-- The data follows --

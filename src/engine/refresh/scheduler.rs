//! ### English
//! Shared deadline scheduler backing timer-driven vsync (single worker thread).
//!
//! ### 中文
//! 计时驱动 vsync 所用的共享 deadline 调度器（单工作线程）。

use std::cmp::Ordering;
use std::collections::BinaryHeap;
use std::panic::{AssertUnwindSafe, catch_unwind};
use std::sync::Arc;
use std::sync::atomic::{AtomicU64, Ordering as AtomicOrdering};
use std::thread;
use std::time::{Duration, Instant};

use crossbeam_channel as channel;

use crate::engine::error::{VsyncError, VsyncResult};

/// ### English
/// One-shot task executed on the scheduler thread.
///
/// ### 中文
/// 在调度线程上执行的一次性任务。
pub type ScheduledCallback = Box<dyn FnOnce() + Send + 'static>;

/// ### English
/// One scheduled callback stored in the deadline heap.
///
/// `BinaryHeap` is a max-heap, so `Ord` is reversed to pop the earliest deadline first.
///
/// ### 中文
/// 存储在 deadline 堆中的单个调度任务。
///
/// `BinaryHeap` 是最大堆，因此 `Ord` 取反以便先弹出最早的 deadline。
struct ScheduledTask {
    deadline: Instant,
    /// ### English
    /// Submission order; tiebreaker for equal deadlines.
    ///
    /// ### 中文
    /// 提交顺序；deadline 相同时的平局判定。
    seq: u64,
    callback: ScheduledCallback,
}

impl PartialEq for ScheduledTask {
    fn eq(&self, other: &Self) -> bool {
        self.deadline == other.deadline && self.seq == other.seq
    }
}

impl Eq for ScheduledTask {}

impl PartialOrd for ScheduledTask {
    fn partial_cmp(&self, other: &Self) -> Option<Ordering> {
        Some(self.cmp(other))
    }
}

impl Ord for ScheduledTask {
    fn cmp(&self, other: &Self) -> Ordering {
        match other.deadline.cmp(&self.deadline) {
            Ordering::Equal => other.seq.cmp(&self.seq),
            ord => ord,
        }
    }
}

enum SchedulerMsg {
    Schedule(ScheduledTask),
    Shutdown,
}

/// ### English
/// Deadline scheduler shared by every timer backend of a process (avoids one timer thread per
/// surface).
///
/// ### 中文
/// 进程内所有计时后端共享的 deadline 调度器（避免每个 surface 一个计时线程）。
pub struct FrameScheduler {
    /// ### English
    /// Inbox of the scheduler thread.
    ///
    /// ### 中文
    /// 调度线程的收件队列。
    tx: channel::Sender<SchedulerMsg>,
    next_seq: AtomicU64,
    /// ### English
    /// Worker thread handle, used to skip the join when dropped on the worker itself.
    ///
    /// ### 中文
    /// 工作线程句柄；在工作线程自身上 drop 时用于跳过 join。
    thread: thread::Thread,
    join: Option<thread::JoinHandle<()>>,
}

impl FrameScheduler {
    /// ### English
    /// Spawns the scheduler worker thread.
    ///
    /// ### 中文
    /// 创建调度工作线程。
    pub fn new() -> VsyncResult<Arc<Self>> {
        let (tx, rx) = channel::unbounded::<SchedulerMsg>();
        let join = thread::Builder::new()
            .name("XianVsyncScheduler".to_string())
            .spawn(move || run_scheduler(rx))
            .map_err(VsyncError::SchedulerSpawn)?;
        let thread = join.thread().clone();

        Ok(Arc::new(Self {
            tx,
            next_seq: AtomicU64::new(1),
            thread,
            join: Some(join),
        }))
    }

    /// ### English
    /// Schedules `callback` to run once after `delay`.
    ///
    /// ### 中文
    /// 计划在 `delay` 之后执行一次 `callback`。
    pub fn schedule(&self, delay: Duration, callback: impl FnOnce() + Send + 'static) {
        self.schedule_at(Instant::now() + delay, callback);
    }

    /// ### English
    /// Schedules `callback` to run once at `deadline` (immediately if it already passed).
    ///
    /// ### 中文
    /// 计划在 `deadline` 执行一次 `callback`（若已过期则立即执行）。
    pub fn schedule_at(&self, deadline: Instant, callback: impl FnOnce() + Send + 'static) {
        let seq = self.next_seq.fetch_add(1, AtomicOrdering::Relaxed);
        let task = ScheduledTask {
            deadline,
            seq,
            callback: Box::new(callback),
        };
        if self.tx.send(SchedulerMsg::Schedule(task)).is_err() {
            tracing::warn!("frame scheduler thread is gone; task dropped");
        }
    }
}

impl Drop for FrameScheduler {
    fn drop(&mut self) {
        let _ = self.tx.send(SchedulerMsg::Shutdown);
        if let Some(join) = self.join.take()
            && thread::current().id() != self.thread.id()
        {
            let _ = join.join();
        }
    }
}

/// ### English
/// Scheduler thread main loop. Pending tasks are dropped unrun on shutdown.
///
/// ### 中文
/// 调度线程主循环。关闭时未执行的任务会被直接丢弃。
fn run_scheduler(rx: channel::Receiver<SchedulerMsg>) {
    let mut queue: BinaryHeap<ScheduledTask> = BinaryHeap::new();

    loop {
        let now = Instant::now();
        while queue.peek().is_some_and(|next| next.deadline <= now) {
            let Some(task) = queue.pop() else {
                break;
            };
            if catch_unwind(AssertUnwindSafe(task.callback)).is_err() {
                tracing::error!(seq = task.seq, "scheduled vsync task panicked");
            }
        }

        let timeout = queue
            .peek()
            .map(|task| task.deadline.saturating_duration_since(Instant::now()));

        let msg = match timeout {
            Some(timeout) => match rx.recv_timeout(timeout) {
                Ok(msg) => msg,
                Err(channel::RecvTimeoutError::Timeout) => continue,
                Err(channel::RecvTimeoutError::Disconnected) => return,
            },
            None => match rx.recv() {
                Ok(msg) => msg,
                Err(channel::RecvError) => return,
            },
        };

        match msg {
            SchedulerMsg::Schedule(task) => queue.push(task),
            SchedulerMsg::Shutdown => return,
        }
    }
}

#[cfg(test)]
mod tests {
    use super::*;

    #[test]
    fn runs_tasks_in_deadline_order() {
        let scheduler = FrameScheduler::new().unwrap();
        let (tx, rx) = channel::unbounded();
        let base = Instant::now() + Duration::from_millis(20);
        for (label, offset_ms) in [("c", 10u64), ("a", 0), ("b", 5)] {
            let tx = tx.clone();
            scheduler.schedule_at(base + Duration::from_millis(offset_ms), move || {
                let _ = tx.send(label);
            });
        }
        let order: Vec<_> = (0..3)
            .map(|_| rx.recv_timeout(Duration::from_secs(5)).unwrap())
            .collect();
        assert_eq!(order, vec!["a", "b", "c"]);
    }

    #[test]
    fn equal_deadlines_keep_submission_order() {
        let scheduler = FrameScheduler::new().unwrap();
        let (tx, rx) = channel::unbounded();
        let deadline = Instant::now() + Duration::from_millis(10);
        for i in 0..4 {
            let tx = tx.clone();
            scheduler.schedule_at(deadline, move || {
                let _ = tx.send(i);
            });
        }
        let order: Vec<_> = (0..4)
            .map(|_| rx.recv_timeout(Duration::from_secs(5)).unwrap())
            .collect();
        assert_eq!(order, vec![0, 1, 2, 3]);
    }

    #[test]
    fn panicking_task_does_not_stop_the_worker() {
        let scheduler = FrameScheduler::new().unwrap();
        let (tx, rx) = channel::unbounded();
        scheduler.schedule(Duration::ZERO, || panic!("task failure"));
        scheduler.schedule(Duration::from_millis(1), move || {
            let _ = tx.send(());
        });
        assert!(rx.recv_timeout(Duration::from_secs(5)).is_ok());
    }

    #[test]
    fn drop_on_worker_thread_does_not_deadlock() {
        let (tx, rx) = channel::unbounded();
        let slot = Arc::new(parking_lot::Mutex::new(Some(FrameScheduler::new().unwrap())));
        let slot_for_task = slot.clone();
        let scheduler = slot.lock().as_ref().unwrap().clone();
        scheduler.schedule(Duration::from_millis(20), move || {
            drop(slot_for_task.lock().take());
            let _ = tx.send(());
        });
        drop(scheduler);
        assert!(rx.recv_timeout(Duration::from_secs(5)).is_ok());
    }
}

-- The data concluded --

Description of the task —
The records above are to be transcribed exactly, with nothing left out.

Response to the exercise —
filename src/engine/refresh/scheduler.rs
//! ### English
//! Shared deadline scheduler backing timer-driven vsync (single worker thread).
//!
//! ### 中文
//! 计时驱动 vsync 所用的共享 deadline 调度器（单工作线程）。

use std::cmp::Ordering;
use std::collections::BinaryHeap;
use std::panic::{AssertUnwindSafe, catch_unwind};
use std::sync::Arc;
use std::sync::atomic::{AtomicU64, Ordering as AtomicOrdering};
use std::thread;
use std::time::{Duration, Instant};

use crossbeam_channel as channel;

use crate::engine::error::{VsyncError, VsyncResult};

/// ### English
/// One-shot task executed on the scheduler thread.
///
/// ### 中文
/// 在调度线程上执行的一次性任务。
pub type ScheduledCallback = Box<dyn FnOnce() + Send + 'static>;

/// ### English
/// One scheduled callback stored in the deadline heap.
///
/// `BinaryHeap` is a max-heap, so `Ord` is reversed to pop the earliest deadline first.
///
/// ### 中文
/// 存储在 deadline 堆中的单个调度任务。
///
/// `BinaryHeap` 是最大堆，因此 `Ord` 取反以便先弹出最早的 deadline。
struct ScheduledTask {
    deadline: Instant,
    /// ### English
    /// Submission order; tiebreaker for equal deadlines.
    ///
    /// ### 中文
    /// 提交顺序；deadline 相同时的平局判定。
    seq: u64,
    callback: ScheduledCallback,
}

impl PartialEq for ScheduledTask {
    fn eq(&self, other: &Self) -> bool {
        self.deadline == other.deadline && self.seq == other.seq
    }
}

impl Eq for ScheduledTask {}

impl PartialOrd for ScheduledTask {
    fn partial_cmp(&self, other: &Self) -> Option<Ordering> {
        Some(self.cmp(other))
    }
}

impl Ord for ScheduledTask {
    fn cmp(&self, other: &Self) -> Ordering {
        match other.deadline.cmp(&self.deadline) {
            Ordering::Equal => other.seq.cmp(&self.seq),
            ord => ord,
        }
    }
}

enum SchedulerMsg {
    Schedule(ScheduledTask),
    Shutdown,
}

/// ### English
/// Deadline scheduler shared by every timer backend of a process (avoids one timer thread per
/// surface).
///
/// ### 中文
/// 进程内所有计时后端共享的 deadline 调度器（避免每个 surface 一个计时线程）。
pub struct FrameScheduler {
    /// ### English
    /// Inbox of the scheduler thread.
    ///
    /// ### 中文
    /// 调度线程的收件队列。
    tx: channel::Sender<SchedulerMsg>,
    next_seq: AtomicU64,
    /// ### English
    /// Worker thread handle, used to skip the join when dropped on the worker itself.
    ///
    /// ### 中文
    /// 工作线程句柄；在工作线程自身上 drop 时用于跳过 join。
    thread: thread::Thread,
    join: Option<thread::JoinHandle<()>>,
}

impl FrameScheduler {
    /// ### English
    /// Spawns the scheduler worker thread.
    ///
    /// ### 中文
    /// 创建调度工作线程。
    pub fn new() -> VsyncResult<Arc<Self>> {
        let (tx, rx) = channel::unbounded::<SchedulerMsg>();
        let join = thread::Builder::new()
            .name("XianVsyncScheduler".to_string())
            .spawn(move || run_scheduler(rx))
            .map_err(VsyncError::SchedulerSpawn)?;
        let thread = join.thread().clone();

        Ok(Arc::new(Self {
            tx,
            next_seq: AtomicU64::new(1),
            thread,
            join: Some(join),
        }))
    }

    /// ### English
    /// Schedules `callback` to run once after `delay`.
    ///
    /// ### 中文
    /// 计划在 `delay` 之后执行一次 `callback`。
    pub fn schedule(&self, delay: Duration, callback: impl FnOnce() + Send + 'static) {
        self.schedule_at(Instant::now() + delay, callback);
    }

    /// ### English
    /// Schedules `callback` to run once at `deadline` (immediately if it already passed).
    ///
    /// ### 中文
    /// 计划在 `deadline` 执行一次 `callback`（若已过期则立即执行）。
    pub fn schedule_at(&self, deadline: Instant, callback: impl FnOnce() + Send + 'static) {
        let seq = self.next_seq.fetch_add(1, AtomicOrdering::Relaxed);
        let task = ScheduledTask {
            deadline,
            seq,
            callback: Box::new(callback),
        };
        if self.tx.send(SchedulerMsg::Schedule(task)).is_err() {
            tracing::warn!("frame scheduler thread is gone; task dropped");
        }
    }
}

impl Drop for FrameScheduler {
    fn drop(&mut self) {
        let _ = self.tx.send(SchedulerMsg::Shutdown);
        if let Some(join) = self.join.take()
            && thread::current().id() != self.thread.id()
        {
            let _ = join.join();
        }
    }
}

/// ### English
/// Scheduler thread main loop. Pending tasks are dropped unrun on shutdown.
///
/// ### 中文
/// 调度线程主循环。关闭时未执行的任务会被直接丢弃。
fn run_scheduler(rx: channel::Receiver<SchedulerMsg>) {
    let mut queue: BinaryHeap<ScheduledTask> = BinaryHeap::new();

    loop {
        let now = Instant::now();
        while queue.peek().is_some_and(|next| next.deadline <= now) {
            let Some(task) = queue.pop() else {
                break;
            };
            if catch_unwind(AssertUnwindSafe(task.callback)).is_err() {
                tracing::error!(seq = task.seq, "scheduled vsync task panicked");
            }
        }

        let timeout = queue
            .peek()
            .map(|task| task.deadline.saturating_duration_since(Instant::now()));

        let msg = match timeout {
            Some(timeout) => match rx.recv_timeout(timeout) {
                Ok(msg) => msg,
                Err(channel::RecvTimeoutError::Timeout) => continue,
                Err(channel::RecvTimeoutError::Disconnected) => return,
            },
            None => match rx.recv() {
                Ok(msg) => msg,
                Err(channel::RecvError) => return,
            },
        };

        match msg {
            SchedulerMsg::Schedule(task) => queue.push(task),
            SchedulerMsg::Shutdown => return,
        }
    }
}

#[cfg(test)]
mod tests {
    use super::*;

    #[test]
    fn runs_tasks_in_deadline_order() {
        let scheduler = FrameScheduler::new().unwrap();
        let (tx, rx) = channel::unbounded();
        let base = Instant::now() + Duration::from_millis(20);
        for (label, offset_ms) in [("c", 10u64), ("a", 0), ("b", 5)] {
            let tx = tx.clone();
            scheduler.schedule_at(base + Duration::from_millis(offset_ms), move || {
                let _ = tx.send(label);
            });
        }
        let order: Vec<_> = (0..3)
            .map(|_| rx.recv_timeout(Duration::from_secs(5)).unwrap())
            .collect();
        assert_eq!(order, vec!["a", "b", "c"]);
    }

    #[test]
    fn equal_deadlines_keep_submission_order() {
        let scheduler = FrameScheduler::new().unwrap();
        let (tx, rx) = channel::unbounded();
        let deadline = Instant::now() + Duration::from_millis(10);
        for i in 0..4 {
            let tx = tx.clone();
            scheduler.schedule_at(deadline, move || {
                let _ = tx.send(i);
            });
        }
        let order: Vec<_> = (0..4)
            .map(|_| rx.recv_timeout(Duration::from_secs(5)).unwrap())
            .collect();
        assert_eq!(order, vec![0, 1, 2, 3]);
    }

    #[test]
    fn panicking_task_does_not_stop_the_worker() {
        let scheduler = FrameScheduler::new().unwrap();
        let (tx, rx) = channel::unbounded();
        scheduler.schedule(Duration::ZERO, || panic!("task failure"));
        scheduler.schedule(Duration::from_millis(1), move || {
            let _ = tx.send(());
        });
        assert!(rx.recv_timeout(Duration::from_secs(5)).is_ok());
    }

    #[test]
    fn drop_on_worker_thread_does_not_deadlock() {
        let (tx, rx) = channel::unbounded();
        let slot = Arc::new(parking_lot::Mutex::new(Some(FrameScheduler::new().unwrap())));
        let slot_for_task = slot.clone();
        let scheduler = slot.lock().as_ref().unwrap().clone();
        scheduler.schedule(Duration::from_millis(20), move || {
            drop(slot_for_task.lock().take());
            let _ = tx.send(());
        });
        drop(scheduler);
        assert!(rx.recv_timeout(Duration::from_secs(5)).is_ok());
    }
}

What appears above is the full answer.